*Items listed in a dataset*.
━━━
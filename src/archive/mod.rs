//! Addon archiving stage.
//!
//! For every addon directory this stage writes
//! `<output>/<id>/<directory>-<version>.zip` and copies the manifest, icon
//! and fan art next to it:
//!
//! - [`naming`] - Archive filename convention
//! - [`packaging`] - Zip creation with extension filtering
//! - [`packaging_error`] - Packaging error types
//! - [`rotation`] - Timestamped preservation of superseded archives

pub mod naming;
pub mod packaging;
pub mod packaging_error;
pub mod rotation;

use self::naming::ArchiveName;
use self::packaging::create_archive;
use self::packaging_error::PackagingError;
use self::rotation::{backup_suffix, preserve_existing};
use crate::config::Excludes;
use crate::error::{GeneratorError, Result};
use crate::layout::{RepoLayout, create_dir};
use crate::manifest::{AddonManifest, MANIFEST_FILE};
use crate::report::{RunReport, Stage};
use crate::scanner::{AddonDir, scan_addons};
use camino::{Utf8Path, Utf8PathBuf};
use chrono::Local;
use log::{debug, info};
use std::fs;
use std::io;
use tempfile::NamedTempFile;

/// Filename of the addon icon.
pub const ICON_FILE: &str = "icon.png";

/// Filename of the addon fan art.
pub const FANART_FILE: &str = "fanart.jpg";

/// Artwork copied next to the archive when present.
const OPTIONAL_ASSETS: [(&str, &str); 2] = [("icon", ICON_FILE), ("fanart", FANART_FILE)];

/// An addon that was archived successfully.
#[derive(Clone, Debug, Eq, PartialEq)]
pub struct PackagedAddon {
    /// Addon directory name.
    pub directory: String,
    /// Declared addon id.
    pub id: String,
    /// Declared addon version.
    pub version: String,
    /// Path of the new archive.
    pub archive: Utf8PathBuf,
    /// Where the previous archive of the same name was moved, if any.
    pub backup: Option<Utf8PathBuf>,
}

/// Archive every addon under the repository root.
///
/// A failing addon is recorded and skipped; the remaining addons are still
/// processed. Missing artwork is recorded as a warning and does not fail the
/// addon.
pub fn package_all(
    excludes: &Excludes,
    layout: &RepoLayout,
    report: &mut RunReport,
) -> Vec<PackagedAddon> {
    let addons = match scan_addons(layout) {
        Ok(addons) => addons,
        Err(err) => {
            report.error(Stage::Archive, layout.root().as_str(), err);
            return Vec::new();
        }
    };

    if !excludes.is_empty() {
        debug!("Excluding extensions {}", excludes.iter().collect::<Vec<_>>().join(", "));
    }
    let suffix = backup_suffix(&Local::now());
    addons
        .iter()
        .filter_map(
            |addon| match package_addon(addon, excludes, layout, &suffix, report) {
                Ok(packaged) => Some(packaged),
                Err(err) => {
                    report.error(Stage::Archive, addon.name(), err);
                    None
                }
            },
        )
        .collect()
}

/// Archive a single addon directory.
///
/// The archive is staged in a temporary file inside the addon's output
/// directory, so a failed build never replaces or renames an existing
/// archive. An output directory created for a failed build is removed again.
///
/// # Errors
///
/// Returns an error if the manifest is unusable, the archive cannot be built
/// or installed, or the manifest cannot be copied. Missing artwork is recorded
/// in `report` instead.
pub fn package_addon(
    addon: &AddonDir,
    excludes: &Excludes,
    layout: &RepoLayout,
    backup_suffix: &str,
    report: &mut RunReport,
) -> Result<PackagedAddon> {
    let manifest = AddonManifest::load(&addon.manifest_path())?;
    info!("Generate zip file for {} {}", manifest.id(), manifest.version());

    let output_dir = layout.addon_output_dir(manifest.id());
    let archive = output_dir.join(ArchiveName::new(addon.name(), manifest.version()).as_str());
    create_dir(&output_dir)?;
    let backup = match install_archive(addon, excludes, &output_dir, &archive, backup_suffix) {
        Ok(backup) => backup,
        Err(err) => {
            remove_if_empty(&output_dir);
            return Err(err.into());
        }
    };

    copy_file(&addon.manifest_path(), &output_dir.join(MANIFEST_FILE))?;
    for (asset, file) in OPTIONAL_ASSETS {
        copy_optional(&addon.file(file), &output_dir.join(file), asset, manifest.id(), report);
    }

    Ok(PackagedAddon {
        directory: addon.name().to_owned(),
        id: manifest.id().to_owned(),
        version: manifest.version().to_owned(),
        archive,
        backup,
    })
}

/// Build the zip next to `archive`, then move it into place.
///
/// Returns where the superseded archive went, if there was one.
fn install_archive(
    addon: &AddonDir,
    excludes: &Excludes,
    output_dir: &Utf8Path,
    archive: &Utf8Path,
    backup_suffix: &str,
) -> std::result::Result<Option<Utf8PathBuf>, PackagingError> {
    let staging = NamedTempFile::new_in(output_dir)?;
    let (staging, entries) = create_archive(addon, excludes, staging)?;
    debug!("Archived {} file(s) from {}", entries.len(), addon.name());
    let backup = preserve_existing(archive, backup_suffix)?;
    staging.persist(archive).map_err(|err| err.error)?;
    Ok(backup)
}

fn remove_if_empty(dir: &Utf8Path) {
    if fs::remove_dir(dir).is_ok() {
        debug!("Removed empty {dir}");
    }
}

fn copy_file(from: &Utf8Path, to: &Utf8Path) -> Result<()> {
    fs::copy(from, to)
        .map(|_| ())
        .map_err(|source| GeneratorError::Copy {
            from: from.to_owned(),
            to: to.to_owned(),
            source,
        })
}

fn copy_optional(
    from: &Utf8Path,
    to: &Utf8Path,
    asset: &'static str,
    addon_id: &str,
    report: &mut RunReport,
) {
    let warning = match copy_file(from, to) {
        Ok(()) => return,
        Err(GeneratorError::Copy { source, .. }) if source.kind() == io::ErrorKind::NotFound => {
            GeneratorError::AssetMissing {
                asset,
                addon: addon_id.to_owned(),
            }
        }
        Err(err) => err,
    };
    report.warning(Stage::Archive, addon_id, warning);
}
//! Error types for addon archive creation.
//!
//! Covers I/O failures, zip encoding problems and directory traversal errors
//! that can occur while building a `<directory>-<version>.zip` archive.

use std::path::PathBuf;
use thiserror::Error;

/// Errors arising while building or installing an addon archive.
#[derive(Debug, Error)]
pub enum PackagingError {
    /// An I/O operation failed (reading source files, writing the archive).
    #[error("I/O error during packaging")]
    Io(#[from] std::io::Error),

    /// The zip encoder rejected an entry or failed to finish the archive.
    #[error("zip encoding failed")]
    Zip(#[from] zip::result::ZipError),

    /// The addon directory could not be traversed.
    #[error("failed to walk addon directory")]
    Walk(#[from] walkdir::Error),

    /// A file inside the addon directory has a non UTF-8 path.
    #[error("archive entry path is not valid UTF-8: {}", .0.display())]
    NonUtf8Entry(PathBuf),

    /// A walked path is not inside the addon directory.
    #[error("archive entry {} is outside the addon directory", .0.display())]
    OutsideAddon(PathBuf),
}
//! Kodi repository generator CLI entrypoint.
//!
//! Resolves the tools directory and repository root, loads `config.toml`, and
//! runs the pipeline. Per-addon problems are summarised at the end without
//! failing the process; setup errors exit with status 1.

use clap::Parser;
use env_logger::Env;
use kodi_repo_generator::cli::Cli;
use kodi_repo_generator::config::Config;
use kodi_repo_generator::error::Result;
use kodi_repo_generator::layout::{
    RepoLayout, config_path, resolve_repo_root, resolve_tools_dir,
};
use kodi_repo_generator::pipeline;
use kodi_repo_generator::report::{RunReport, describe};
use std::io::Write;

const CHECKSUM_REMINDER: &str = concat!(
    "If clients do not pick up new versions, check that the published ",
    "addons.xml.md5 matches the published addons.xml.",
);

fn main() {
    env_logger::Builder::from_env(Env::default().default_filter_or("info")).init();
    let cli = Cli::parse();
    let mut stderr = std::io::stderr();
    let run_result = run(&cli);
    let exit_code = exit_code_for_run_result(run_result, &mut stderr);
    if exit_code != 0 {
        std::process::exit(exit_code);
    }
}

fn run(cli: &Cli) -> Result<RunReport> {
    let tools_dir = resolve_tools_dir(cli.tools_dir.as_deref())?;
    let root = resolve_repo_root(&tools_dir, cli.repo_root.as_deref())?;
    let config = Config::load(&config_path(&tools_dir))?;
    let layout = RepoLayout::new(root, tools_dir, &config);
    pipeline::run(&config, &layout)
}

fn exit_code_for_run_result(result: Result<RunReport>, stderr: &mut dyn Write) -> i32 {
    match result {
        Ok(report) => {
            for line in report.summary_lines() {
                write_stderr_line(stderr, line);
            }
            write_stderr_line(stderr, CHECKSUM_REMINDER);
            0
        }
        Err(err) => {
            write_stderr_line(stderr, describe(&err));
            1
        }
    }
}

fn write_stderr_line(stderr: &mut dyn Write, message: impl std::fmt::Display) {
    if writeln!(stderr, "{message}").is_err() {
        // Best-effort output; ignore write failures.
    }
}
━━━
*TRY IT*.
Set down the lines of the records exactly, from the first one through the line containing "use std::io;", and add nothing else.

*ANSWER FOR THE TASK*.
filename src/archive/mod.rs
//! Addon archiving stage.
//!
//! For every addon directory this stage writes
//! `<output>/<id>/<directory>-<version>.zip` and copies the manifest, icon
//! and fan art next to it:
//!
//! - [`naming`] - Archive filename convention
//! - [`packaging`] - Zip creation with extension filtering
//! - [`packaging_error`] - Packaging error types
//! - [`rotation`] - Timestamped preservation of superseded archives

pub mod naming;
pub mod packaging;
pub mod packaging_error;
pub mod rotation;

use self::naming::ArchiveName;
use self::packaging::create_archive;
use self::packaging_error::PackagingError;
use self::rotation::{backup_suffix, preserve_existing};
use crate::config::Excludes;
use crate::error::{GeneratorError, Result};
use crate::layout::{RepoLayout, create_dir};
use crate::manifest::{AddonManifest, MANIFEST_FILE};
use crate::report::{RunReport, Stage};
use crate::scanner::{AddonDir, scan_addons};
use camino::{Utf8Path, Utf8PathBuf};
use chrono::Local;
use log::{debug, info};
use std::fs;
use std::io;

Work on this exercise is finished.